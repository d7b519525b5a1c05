//! Route planning tests

use grid_traffic_sim::simulation::{BfsPlanner, Cell, GridModel, PathPlanner, RuleSet};

fn open_grid(rows: usize, cols: usize) -> GridModel {
    let line = "R".repeat(cols);
    let text = vec![line; rows].join("\n");
    GridModel::from_map_text(&text, RuleSet::new())
}

fn assert_connected(path: &[Cell]) {
    for pair in path.windows(2) {
        assert_eq!(pair[0].manhattan(&pair[1]), 1, "{} -> {} is not a single step", pair[0], pair[1]);
    }
}

#[test]
fn test_shortest_path_on_open_grid() {
    let grid = open_grid(5, 5);
    let path = BfsPlanner.find_path(&grid, Cell::new(0, 0), Cell::new(4, 4));

    assert_eq!(path.len(), 9);
    assert_eq!(path.first(), Some(&Cell::new(0, 0)));
    assert_eq!(path.last(), Some(&Cell::new(4, 4)));
    assert_connected(&path);
}

#[test]
fn test_tie_break_follows_expansion_order() {
    let grid = open_grid(2, 2);
    let path = BfsPlanner.find_path(&grid, Cell::new(0, 0), Cell::new(1, 1));

    // Down is expanded before Right, so the route goes through (1, 0)
    assert_eq!(path, vec![Cell::new(0, 0), Cell::new(1, 0), Cell::new(1, 1)]);
}

#[test]
fn test_repeated_planning_is_identical() {
    let grid = open_grid(6, 7);
    let first = BfsPlanner.find_path(&grid, Cell::new(5, 0), Cell::new(0, 6));
    for _ in 0..5 {
        assert_eq!(BfsPlanner.find_path(&grid, Cell::new(5, 0), Cell::new(0, 6)), first);
    }
}

#[test]
fn test_same_start_and_goal() {
    let grid = open_grid(3, 3);
    assert_eq!(
        BfsPlanner.find_path(&grid, Cell::new(1, 1), Cell::new(1, 1)),
        vec![Cell::new(1, 1)]
    );
}

#[test]
fn test_unreachable_goal_gives_empty_path() {
    let grid = GridModel::from_map_text("RBR\nRBR\nRBR\n", RuleSet::new());
    assert!(BfsPlanner.find_path(&grid, Cell::new(0, 0), Cell::new(0, 2)).is_empty());
}

#[test]
fn test_non_traversable_endpoints_give_empty_path() {
    let grid = GridModel::from_map_text("RRB\n", RuleSet::new());

    assert!(BfsPlanner.find_path(&grid, Cell::new(0, 0), Cell::new(0, 2)).is_empty());
    assert!(BfsPlanner.find_path(&grid, Cell::new(0, 2), Cell::new(0, 0)).is_empty());
    assert!(BfsPlanner.find_path(&grid, Cell::new(0, 0), Cell::new(5, 5)).is_empty());
}

#[test]
fn test_closed_cells_are_routed_around() {
    let mut rules = RuleSet::new();
    rules.closed_cells.insert(Cell::new(1, 1));
    let grid = GridModel::from_map_text("RRR\nRRR\nRRR\n", rules);

    let path = BfsPlanner.find_path(&grid, Cell::new(1, 0), Cell::new(1, 2));
    assert_eq!(path.len(), 5);
    assert!(!path.contains(&Cell::new(1, 1)));
    assert_connected(&path);
}

#[test]
fn test_closed_goal_is_unreachable() {
    let mut rules = RuleSet::new();
    rules.closed_cells.insert(Cell::new(0, 2));
    let grid = GridModel::from_map_text("RRR\n", rules);

    assert!(BfsPlanner.find_path(&grid, Cell::new(0, 0), Cell::new(0, 2)).is_empty());
}

#[test]
fn test_path_uses_roundabout_cells() {
    let grid = GridModel::from_map_text("RCR\n", RuleSet::new());
    assert_eq!(
        BfsPlanner.find_path(&grid, Cell::new(0, 0), Cell::new(0, 2)),
        vec![Cell::new(0, 0), Cell::new(0, 1), Cell::new(0, 2)]
    );
}
//! Vehicle movement logic for the grid simulation
//!
//! Each tick a vehicle re-derives its route, runs the movement gates in a
//! fixed order and, if every gate passes, advances continuously toward the
//! next cell. A failed gate is a hold: nothing changes and the same checks
//! run again next tick.

use log::{debug, trace};

use super::grid::GridModel;
use super::planner::PathPlanner;
use super::signal::{SignalColor, SignalSnapshot};
use super::types::{Cell, Direction, LaneChangePolicy, Position, SimConfig, VehicleId, MS_TO_KMH};

/// Distance under which a position counts as sitting on a cell centre
const ARRIVAL_EPSILON: f64 = 1e-9;

/// Lifecycle of a vehicle
#[derive(Debug, Clone, Copy, PartialEq, Eq)]
pub enum VehicleState {
    /// Not yet processed by any tick
    Unstarted,
    EnRoute,
    /// Terminal; the vehicle never changes again
    Arrived,
}

/// Why a vehicle did not move this tick
#[derive(Debug, Clone, Copy, PartialEq, Eq)]
pub enum Hold {
    /// The vehicle is standing on a closed cell
    ClosedCell,
    /// No route to the target from the current cell
    NoRoute,
    /// The next cell is the current cell
    Stationary,
    /// Entry cell forbids the lane change the vehicle would need
    LaneChange,
    /// Vehicle's lane may not make this move into the entry cell
    TurnLane,
    /// Left turn without a protected phase while the signal is red
    UnprotectedLeft,
    /// Entry cell is a stop line and its signal is red
    StopLineRed,
    /// Another vehicle is in the entry cell
    Occupied,
    /// Effective speed is zero, negative or not finite
    ZeroSpeed,
}

/// Result of a vehicle update
#[derive(Debug, Clone, Copy, PartialEq, Eq)]
pub enum VehicleUpdate {
    Moved,
    Held(Hold),
    /// Reached the target during this update
    Arrived,
    /// Already arrived earlier; nothing was done
    Finished,
}

/// Everything a vehicle may read during a tick
pub struct TickContext<'a> {
    pub grid: &'a GridModel,
    pub signals: &'a SignalSnapshot<'a>,
    pub planner: &'a dyn PathPlanner,
    pub config: &'a SimConfig,
}

/// Current cells of every vehicle still on the road, in engine order.
///
/// The engine owns this view and refreshes a vehicle's entry right after
/// updating it, so vehicles updated later in a tick see earlier ones at
/// their new cells.
#[derive(Debug, Clone, Default)]
pub struct Occupancy {
    entries: Vec<(VehicleId, Option<Cell>)>,
}

impl Occupancy {
    pub fn from_vehicles(vehicles: &[Vehicle]) -> Self {
        Self {
            entries: vehicles
                .iter()
                .map(|vehicle| (vehicle.id(), vehicle.occupied_cell()))
                .collect(),
        }
    }

    /// Refresh the entry at `index` from the vehicle's current state
    pub fn refresh(&mut self, index: usize, vehicle: &Vehicle) {
        if let Some(entry) = self.entries.get_mut(index) {
            *entry = (vehicle.id(), vehicle.occupied_cell());
        }
    }

    /// Whether a vehicle other than `me` is on `cell`
    pub fn is_taken_by_other(&self, cell: Cell, me: VehicleId) -> bool {
        self.entries
            .iter()
            .any(|(id, occupied)| *id != me && *occupied == Some(cell))
    }

    pub fn occupied_cells(&self) -> impl Iterator<Item = Cell> + '_ {
        self.entries.iter().filter_map(|(_, cell)| *cell)
    }
}

/// A vehicle travelling from an origin cell to a target cell
#[derive(Debug, Clone)]
pub struct Vehicle {
    id: VehicleId,
    origin: Cell,
    target: Cell,
    lane: u32,
    /// Desired speed in km/h
    speed_kmh: f64,
    /// Initial heading from the roster, informational only
    heading: Option<Direction>,
    position: Position,
    /// Planned route; when non-empty its head is the current cell
    path: Vec<Cell>,
    /// Cells actually passed through, in order, origin first
    route: Vec<Cell>,
    /// Road cells the vehicle has left, in first-visit order
    visited_roads: Vec<Cell>,
    state: VehicleState,
    depart_time: Option<f64>,
    arrive_time: Option<f64>,
    distance_m: f64,
}

impl Vehicle {
    pub fn new(id: VehicleId, origin: Cell, target: Cell, lane: u32, speed_kmh: f64) -> Self {
        Self {
            id,
            origin,
            target,
            lane,
            speed_kmh,
            heading: None,
            position: origin.center(),
            path: Vec::new(),
            route: vec![origin],
            visited_roads: Vec::new(),
            state: VehicleState::Unstarted,
            depart_time: None,
            arrive_time: None,
            distance_m: 0.0,
        }
    }

    pub fn with_heading(mut self, heading: Option<Direction>) -> Self {
        self.heading = heading;
        self
    }

    pub fn id(&self) -> VehicleId {
        self.id
    }

    pub fn origin(&self) -> Cell {
        self.origin
    }

    pub fn target(&self) -> Cell {
        self.target
    }

    pub fn lane(&self) -> u32 {
        self.lane
    }

    pub fn speed_kmh(&self) -> f64 {
        self.speed_kmh
    }

    pub fn heading(&self) -> Option<Direction> {
        self.heading
    }

    pub fn position(&self) -> Position {
        self.position
    }

    pub fn current_cell(&self) -> Cell {
        self.position.cell()
    }

    /// The cell this vehicle blocks, `None` once it has arrived
    pub fn occupied_cell(&self) -> Option<Cell> {
        (!self.is_arrived()).then(|| self.current_cell())
    }

    pub fn state(&self) -> VehicleState {
        self.state
    }

    pub fn is_arrived(&self) -> bool {
        self.state == VehicleState::Arrived
    }

    pub fn path(&self) -> &[Cell] {
        &self.path
    }

    pub fn route(&self) -> &[Cell] {
        &self.route
    }

    pub fn visited_roads(&self) -> &[Cell] {
        &self.visited_roads
    }

    pub fn depart_time(&self) -> Option<f64> {
        self.depart_time
    }

    pub fn arrive_time(&self) -> Option<f64> {
        self.arrive_time
    }

    pub fn distance_m(&self) -> f64 {
        self.distance_m
    }

    /// Elapsed trip time, once arrived
    pub fn trip_secs(&self) -> Option<f64> {
        match (self.depart_time, self.arrive_time) {
            (Some(depart), Some(arrive)) if self.is_arrived() => Some(arrive - depart),
            _ => None,
        }
    }

    /// Average trip speed in km/h; 0 until arrived with a positive trip time
    pub fn avg_speed_kmh(&self) -> f64 {
        match self.trip_secs() {
            Some(secs) if secs > 0.0 => self.distance_m / secs * MS_TO_KMH,
            _ => 0.0,
        }
    }

    /// Advance this vehicle by one tick at simulated time `now`
    pub fn update(&mut self, now: f64, ctx: &TickContext<'_>, occupancy: &Occupancy) -> VehicleUpdate {
        match self.state {
            VehicleState::Arrived => return VehicleUpdate::Finished,
            VehicleState::Unstarted => {
                self.depart_time = Some(now);
                self.state = VehicleState::EnRoute;
                debug!("Vehicle {} departed {} for {} at {:.2}s", self.id, self.origin, self.target, now);
            }
            VehicleState::EnRoute => {}
        }

        let current = self.current_cell();
        if current == self.target {
            self.arrive(now);
            return VehicleUpdate::Arrived;
        }

        match self.try_advance(current, ctx, occupancy) {
            Ok(()) => VehicleUpdate::Moved,
            Err(hold) => {
                trace!("Vehicle {} holding at {}: {:?}", self.id, current, hold);
                VehicleUpdate::Held(hold)
            }
        }
    }

    fn arrive(&mut self, now: f64) {
        self.arrive_time = Some(now);
        self.state = VehicleState::Arrived;
        if !self.visited_roads.contains(&self.target) {
            self.visited_roads.push(self.target);
        }
        if self.route.last() != Some(&self.target) {
            self.route.push(self.target);
        }
        debug!(
            "Vehicle {} arrived at {} at {:.2}s after {:.1} m",
            self.id, self.target, now, self.distance_m
        );
    }

    /// Run the gates in order, then move. The first failing gate is returned.
    fn try_advance(&mut self, current: Cell, ctx: &TickContext<'_>, occupancy: &Occupancy) -> Result<(), Hold> {
        let rules = ctx.grid.rules();

        if rules.is_closed(current) {
            return Err(Hold::ClosedCell);
        }

        if self.path.first() != Some(&current) {
            self.path = ctx.planner.find_path(ctx.grid, current, self.target);
        }
        if self.path.len() < 2 {
            return Err(Hold::NoRoute);
        }

        let next = self.path[1];
        let direction = Direction::between(current, next);
        if direction == Direction::Stationary {
            return Err(Hold::Stationary);
        }

        if ctx.config.lane_change_policy == LaneChangePolicy::Strict
            && !rules.lane_change_allowed(next)
            && self.lane >= rules.lane_count(next)
        {
            return Err(Hold::LaneChange);
        }

        if !rules.turn_allowed(next, direction, self.lane) {
            return Err(Hold::TurnLane);
        }

        if direction == Direction::Left && !ctx.signals.governing_has_protected_left(next) {
            if let Some(color) = ctx.signals.governing_color(next) {
                if !color.permits_entry() {
                    return Err(Hold::UnprotectedLeft);
                }
            }
        }

        if rules.is_stop_line(next) && ctx.signals.governing_color(next) == Some(SignalColor::Red) {
            return Err(Hold::StopLineRed);
        }

        if occupancy.is_taken_by_other(next, self.id) {
            return Err(Hold::Occupied);
        }

        let speed_kmh = self.speed_kmh.min(rules.speed_limit(next, self.lane, self.speed_kmh));
        if !speed_kmh.is_finite() || speed_kmh <= 0.0 {
            return Err(Hold::ZeroSpeed);
        }
        let step_m = speed_kmh / MS_TO_KMH * ctx.config.tick_secs;
        let step_cells = step_m / ctx.config.meters_per_cell;

        let goal = next.center();
        let remaining = self.position.distance(&goal);
        if remaining < ARRIVAL_EPSILON {
            return Err(Hold::Stationary);
        }

        let ratio = (step_cells / remaining).min(1.0);
        self.position = self.position.lerp(&goal, ratio);
        self.distance_m += remaining * ratio * ctx.config.meters_per_cell;

        if !self.visited_roads.contains(&current) {
            self.visited_roads.push(current);
        }
        let reached = self.current_cell();
        if reached != current {
            self.route.push(reached);
        }

        Ok(())
    }
}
..........
Lines in the material above that include the string "PathPlanner" should be listed.

use grid_traffic_sim::simulation::{BfsPlanner, Cell, GridModel, PathPlanner, RuleSet};
use super::planner::PathPlanner;
    pub planner: &'a dyn PathPlanner,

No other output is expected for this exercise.